I have a XML file that I'm trying to process through Spark-Shell using Scala. I am stuck at a point where I need to read the Array[String] using Scala's
scala> val fileRead = sc.textFile("source_file")
fileRead: org.apache.spark.rdd.RDD[String] = source_file MapPartitionsRDD[8] at textFile at <console>:21
scala> val strLines = fileRead.map(x => x.toString)
strLines: org.apache.spark.rdd.RDD[String] = MapPartitionsRDD[9] at map at <console>:23
scala> val fltrLines = strLines.filter(_.contains("<record column1="))
fltrLines: org.apache.spark.rdd.RDD[String] = MapPartitionsRDD[10] at filter at <console>:25
scala> fltrLines.take(5)
res1: Array[String] = Array("<record column1="1" column2="1" column3="5" column4="2010-11-02T18:59:01.140" />", "<record column2=....

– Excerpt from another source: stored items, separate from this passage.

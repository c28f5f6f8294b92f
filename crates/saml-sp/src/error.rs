//! SAML error types.
//!
//! Every stage of request encoding and response validation fails with its own
//! variant so operators can tell which check rejected a message. At the SP
//! boundary all of them collapse into a single "authentication rejected"
//! outcome; see [`SamlError::is_authentication_rejection`].

use thiserror::Error;

/// Result type for SAML operations.
pub type SamlResult<T> = Result<T, SamlError>;

/// SAML service provider errors.
#[derive(Debug, Error)]
pub enum SamlError {
    /// The Response body is not well-formed XML.
    #[error("XML parsing error: {0}")]
    XmlParse(String),

    /// The Response carries a non-success status code.
    #[error("response status is not success: {0}")]
    StatusNotSuccess(String),

    /// No usable Assertion element was found.
    #[error("missing assertion: {0}")]
    MissingAssertion(String),

    /// The signed content could not be brought into canonical form.
    #[error("canonicalization failed: {0}")]
    Canonicalization(String),

    /// No Signature/SignatureValue was found, or it is not valid Base64.
    #[error("signature not found: {0}")]
    SignatureLocation(String),

    /// Cryptographic verification failed, or the key or signature is malformed.
    #[error("signature verification failed")]
    SignatureVerification,

    /// A Conditions or SubjectConfirmationData timestamp is missing or unparseable.
    #[error("invalid conditions: {0}")]
    ConditionsParse(String),

    /// The current time lies outside `[NotBefore, NotOnOrAfter)`.
    #[error("assertion conditions not met: {0}")]
    ConditionsInvalid(String),

    /// The expected audience is absent from the AudienceRestriction set.
    #[error("audience mismatch: expected {expected}")]
    AudienceMismatch {
        /// The audience the caller expected.
        expected: String,
    },

    /// Issuer or NameID is empty after extraction.
    #[error("missing critical field: {0}")]
    CriticalFieldMissing(&'static str),

    /// Compression or URL construction failed while encoding a request.
    #[error("encoding error: {0}")]
    Encoding(String),

    /// The configured binding is not supported by the requested operation.
    #[error("unsupported binding: {0}")]
    UnsupportedBinding(String),

    /// Base64 decoding error.
    #[error("base64 decode error: {0}")]
    Base64Decode(String),

    /// Deflate decompression error.
    #[error("deflate error: {0}")]
    Deflate(String),

    /// Configuration could not be loaded or is invalid.
    #[error("configuration error: {0}")]
    Config(String),
}

/// Fieldless discriminant of [`SamlError`].
#[derive(Debug, Clone, Copy, PartialEq, Eq, Hash)]
pub enum SamlErrorKind {
    /// See [`SamlError::XmlParse`].
    Parse,
    /// See [`SamlError::StatusNotSuccess`].
    StatusNotSuccess,
    /// See [`SamlError::MissingAssertion`].
    MissingAssertion,
    /// See [`SamlError::Canonicalization`].
    Canonicalization,
    /// See [`SamlError::SignatureLocation`].
    SignatureLocation,
    /// See [`SamlError::SignatureVerification`].
    SignatureVerification,
    /// See [`SamlError::ConditionsParse`].
    ConditionsParse,
    /// See [`SamlError::ConditionsInvalid`].
    ConditionsInvalid,
    /// See [`SamlError::AudienceMismatch`].
    AudienceMismatch,
    /// See [`SamlError::CriticalFieldMissing`].
    CriticalFieldMissing,
    /// See [`SamlError::Encoding`].
    Encoding,
    /// See [`SamlError::UnsupportedBinding`].
    UnsupportedBinding,
    /// See [`SamlError::Base64Decode`].
    Base64Decode,
    /// See [`SamlError::Deflate`].
    Deflate,
    /// See [`SamlError::Config`].
    Config,
}

impl SamlError {
    /// Returns the kind of this error.
    #[must_use]
    pub const fn kind(&self) -> SamlErrorKind {
        match self {
            Self::XmlParse(_) => SamlErrorKind::Parse,
            Self::StatusNotSuccess(_) => SamlErrorKind::StatusNotSuccess,
            Self::MissingAssertion(_) => SamlErrorKind::MissingAssertion,
            Self::Canonicalization(_) => SamlErrorKind::Canonicalization,
            Self::SignatureLocation(_) => SamlErrorKind::SignatureLocation,
            Self::SignatureVerification => SamlErrorKind::SignatureVerification,
            Self::ConditionsParse(_) => SamlErrorKind::ConditionsParse,
            Self::ConditionsInvalid(_) => SamlErrorKind::ConditionsInvalid,
            Self::AudienceMismatch { .. } => SamlErrorKind::AudienceMismatch,
            Self::CriticalFieldMissing(_) => SamlErrorKind::CriticalFieldMissing,
            Self::Encoding(_) => SamlErrorKind::Encoding,
            Self::UnsupportedBinding(_) => SamlErrorKind::UnsupportedBinding,
            Self::Base64Decode(_) => SamlErrorKind::Base64Decode,
            Self::Deflate(_) => SamlErrorKind::Deflate,
            Self::Config(_) => SamlErrorKind::Config,
        }
    }

    /// Returns true if this error rejects an incoming Response.
    ///
    /// End users should only ever see "authentication rejected" for these;
    /// the specific kind is for operator diagnostics.
    #[must_use]
    pub const fn is_authentication_rejection(&self) -> bool {
        matches!(
            self,
            Self::XmlParse(_)
                | Self::StatusNotSuccess(_)
                | Self::MissingAssertion(_)
                | Self::Canonicalization(_)
                | Self::SignatureLocation(_)
                | Self::SignatureVerification
                | Self::ConditionsParse(_)
                | Self::ConditionsInvalid(_)
                | Self::AudienceMismatch { .. }
                | Self::CriticalFieldMissing(_)
        )
    }

    /// Returns the SAML status code for this error.
    #[must_use]
    pub const fn status_code(&self) -> &'static str {
        match self {
            Self::XmlParse(_)
            | Self::MissingAssertion(_)
            | Self::Base64Decode(_)
            | Self::Deflate(_) => "urn:oasis:names:tc:SAML:2.0:status:Requester",
            Self::SignatureLocation(_)
            | Self::SignatureVerification
            | Self::ConditionsParse(_)
            | Self::ConditionsInvalid(_)
            | Self::AudienceMismatch { .. }
            | Self::CriticalFieldMissing(_)
            | Self::StatusNotSuccess(_) => "urn:oasis:names:tc:SAML:2.0:status:AuthnFailed",
            Self::UnsupportedBinding(_) => "urn:oasis:names:tc:SAML:2.0:status:UnsupportedBinding",
            Self::Canonicalization(_) | Self::Encoding(_) | Self::Config(_) => {
                "urn:oasis:names:tc:SAML:2.0:status:Responder"
            }
        }
    }
}

impl From<quick_xml::Error> for SamlError {
    fn from(err: quick_xml::Error) -> Self {
        Self::XmlParse(err.to_string())
    }
}

impl From<base64::DecodeError> for SamlError {
    fn from(err: base64::DecodeError) -> Self {
        Self::Base64Decode(err.to_string())
    }
}

impl From<url::ParseError> for SamlError {
    fn from(err: url::ParseError) -> Self {
        Self::Encoding(format!("invalid URL: {err}"))
    }
}

impl From<std::io::Error> for SamlError {
    fn from(err: std::io::Error) -> Self {
        Self::Deflate(err.to_string())
    }
}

I need to read this value of the Array[String]:
"<record column1="1" column2="1" column3="5" column4="2010-11-02T18:59:01.140" />"
as XML so that I can use Scala Elem and NodeSeq classes to extract the data. So I want to do something like:
val xmlLines = fltrLines.....somehow get the value of the value of Array[String] first index
And then use xmlLines.attributes, etc.